» INPUT MATERIAL

..........

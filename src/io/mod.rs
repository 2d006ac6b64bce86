pub mod chromatogram_writer;
pub mod spectrum_reader;
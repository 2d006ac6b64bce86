pub mod sorting;
pub mod streaming_calculators;
pub mod tolerance_ranges;
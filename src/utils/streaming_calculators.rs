use tracing::debug;

// Streaming, weighted accumulators. Values arrive one peak at a time and
// only the running state is kept.

#[derive(Debug, Clone, Copy, PartialEq, Eq)]
pub enum StreamingAggregatorError {
    NotEnoughData,
}

type Result<T> = std::result::Result<T, StreamingAggregatorError>;

/// Weighted running mean, updated one value at a time.
///
/// Used to compute intensity-weighted mass errors, so weights are raw
/// intensities and values with a non-positive weight are ignored.
#[derive(Debug, Clone, Copy, Default)]
pub struct RunningMeanCalculator {
    weight: f64,
    mean_n: f64,
}

impl RunningMeanCalculator {
    pub fn new() -> Self {
        Self::default()
    }

    pub fn add(&mut self, value: f64, weight: f64) {
        if weight.is_nan() || weight <= 0.0 {
            debug!("Ignoring value {} with non-positive weight {}", value, weight);
            return;
        }
        self.weight += weight;
        let delta = value - self.mean_n;
        self.mean_n += delta * (weight / self.weight);
    }

    pub fn total_weight(&self) -> f64 {
        self.weight
    }

    pub fn mean(&self) -> Result<f64> {
        if self.weight == 0.0 {
            return Err(StreamingAggregatorError::NotEnoughData);
        }
        Ok(self.mean_n)
    }
}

..........

Would you transcribe exactly the lines from the one containing "self.weight += weight;" to the end of the material, and leave out the rest?

        self.weight += weight;
        let delta = value - self.mean_n;
        self.mean_n += delta * (weight / self.weight);
    }

    pub fn total_weight(&self) -> f64 {
        self.weight
    }

    pub fn mean(&self) -> Result<f64> {
        if self.weight == 0.0 {
            return Err(StreamingAggregatorError::NotEnoughData);
        }
        Ok(self.mean_n)
    }
}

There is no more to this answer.